Deux dieux principaux sont à l’oeuvre dans la tragédie : Vénus qui  joue un rôle très important et Neptune , qui est à la fois , le père putatif de Thésée et celui qui va accomplir la vengeance de ce dernier en tuant son fils; En 1934, Cocteau définit ainsi la tragédie au théâtre : “une des plus parfaites machines construites par les dieux infernaux pour l’anéantissement mathématique d’un simple mortel ” On mesure à quel point l’homme paraît une faible créature dans ce contexte d’oppression divine.

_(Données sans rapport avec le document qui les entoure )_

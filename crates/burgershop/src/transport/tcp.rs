//! TCP server implementation.

use std::future::Future;
use std::net::SocketAddr;
use std::sync::Arc;

use tokio::net::TcpListener;
use tokio::task::{JoinError, JoinSet};
use tracing::{debug, error, info, warn};

use crate::bridge::protocol::SessionId;
use crate::config::ServerConfig;
use crate::service::ShopService;
use crate::session::{SessionEnd, SessionError};

type SessionResult = (SessionId, Result<SessionEnd, SessionError>);

/// Bind the configured address and run the shop until it sells out or the
/// process is signalled.
pub async fn serve(config: ServerConfig, service: Arc<ShopService>) -> anyhow::Result<()> {
    let addr: SocketAddr = format!("{}:{}", config.host, config.port).parse()?;
    let listener = TcpListener::bind(addr).await?;

    run(listener, &config, service, shutdown_signal()).await
}

/// Accept customers on `listener` until the shop sells out (or, with
/// `keep_open_after_sellout`, until `shutdown` resolves).
///
/// Sold out: stop accepting, give connected sessions `drain_timeout` to end,
/// abort the rest. Shutdown: stop accepting and abort every session at once.
/// Either way the kitchen is closed before returning.
pub async fn run<F>(
    listener: TcpListener,
    config: &ServerConfig,
    service: Arc<ShopService>,
    shutdown: F,
) -> anyhow::Result<()>
where
    F: Future<Output = ()>,
{
    let local_addr = listener.local_addr()?;
    let keep_open = service.config().keep_open_after_sellout;
    let mut closed_rx = service.closed_rx();
    let mut sold_out = *closed_rx.borrow_and_update();
    let mut sessions: JoinSet<SessionResult> = JoinSet::new();
    let mut interrupted = false;

    tokio::pin!(shutdown);

    service.open().await;
    info!(
        "Server listening on {} with {} burgers and {} chefs",
        local_addr,
        service.config().quota,
        service.config().chefs
    );

    loop {
        tokio::select! {
            _ = &mut shutdown => {
                interrupted = true;
                break;
            }
            changed = closed_rx.changed(), if !sold_out => {
                if changed.is_err() || *closed_rx.borrow_and_update() {
                    sold_out = true;
                    if keep_open {
                        info!("Sold out, still answering customers until shutdown");
                    } else {
                        break;
                    }
                }
            }
            accepted = listener.accept() => match accepted {
                Ok((stream, peer)) => {
                    let session = service.session();
                    let id = session.id();
                    info!(session = %id, %peer, "Customer connected");
                    let (reader, writer) = stream.into_split();
                    sessions.spawn(async move { (id, session.serve(reader, writer).await) });
                }
                Err(e) => warn!(error = %e, "Failed to accept connection"),
            },
            Some(finished) = sessions.join_next(), if !sessions.is_empty() => {
                log_session_end(finished);
            }
        }
    }

    drop(listener);

    if !interrupted {
        debug!(
            sessions = sessions.len(),
            "Waiting for connected customers to leave"
        );
        tokio::select! {
            _ = drain(&mut sessions) => {}
            _ = tokio::time::sleep(config.drain_timeout) => {
                warn!(
                    sessions = sessions.len(),
                    "Customers still connected after drain timeout, closing them"
                );
            }
            _ = &mut shutdown => {}
        }
    }
    sessions.shutdown().await;

    let prepared = service.shutdown().await;
    let status = service.status().await;
    info!(
        prepared,
        served = status.pool.consumed,
        "Customer denied. No more burgers. Server shutting down"
    );
    debug!("{}", status.summary());

    Ok(())
}

async fn drain(sessions: &mut JoinSet<SessionResult>) {
    while let Some(finished) = sessions.join_next().await {
        log_session_end(finished);
    }
}

fn log_session_end(finished: Result<SessionResult, JoinError>) {
    match finished {
        Ok((id, Ok(end))) => debug!(session = %id, ?end, "Session ended"),
        Ok((id, Err(e))) => warn!(session = %id, error = %e, "Session failed"),
        Err(e) if e.is_cancelled() => {}
        Err(e) => error!(error = %e, "Session task panicked"),
    }
}

/// Wait for SIGINT or SIGTERM.
///
/// # Panics
///
/// Panics if signal handlers cannot be installed, which only happens when the
/// tokio runtime is misconfigured. That is unrecoverable and should fail fast
/// at startup.
pub async fn shutdown_signal() {
    let ctrl_c = async {
        tokio::signal::ctrl_c()
            .await
            .expect("failed to install Ctrl+C handler - is tokio runtime configured correctly?");
    };

    #[cfg(unix)]
    let terminate = async {
        tokio::signal::unix::signal(tokio::signal::unix::SignalKind::terminate())
            .expect("failed to install SIGTERM handler - is tokio runtime configured correctly?")
            .recv()
            .await;
    };

    #[cfg(not(unix))]
    let terminate = std::future::pending::<()>();

    tokio::select! {
        _ = ctrl_c => {
            info!("Received SIGINT, shutting down...");
        }
        _ = terminate => {
            info!("Received SIGTERM, shutting down...");
        }
    }
}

Le rôle de l’idéologie janséniste dans la tragédie racinienne est important  : on peut , en effet,  lier le motif de la faiblesse à une lecture janséniste de la pièce ; Racine  aurait souhaité montrer , les tourments du péché. Dieu aurait abandonné le personnage de Phèdre à la perversité de son coeur en punition de ses fautes passées; Le jansénisme peut être défini comme un courant religieux, proche du catholicisme mais qui insiste sur la notion de faute et de péché originel; Selon ses adeptes, l’homme est une créature imparfaite et faible , par nature pécheresse . Le chrétien ne peut obtenir le salut que par la grâce divine et les élus sont très rares . “ vous aimez , dit Oenone à Phèdre/ On ne peut vaincre sa destinée/ Par un charme fatal, vous fûtes entraînée ( IV, 6 ) . En conclusion, la faiblesse du personnage serait un ingrédient essentiel dans la tragédie car elle permettrait aux spectateurs d’éprouver de la pitié pour les héros; Il faut qu’il puisse les plaindre sans trop les détester donc il faut les doter d’une bonté médiocre ou autrement dit , d’une vertu capable de faiblesse et qu’ils tombent dans le malheur par quelque faute. La notion de faute est bien ici une donnée intrinsèquement liée à l’idée de faiblesse.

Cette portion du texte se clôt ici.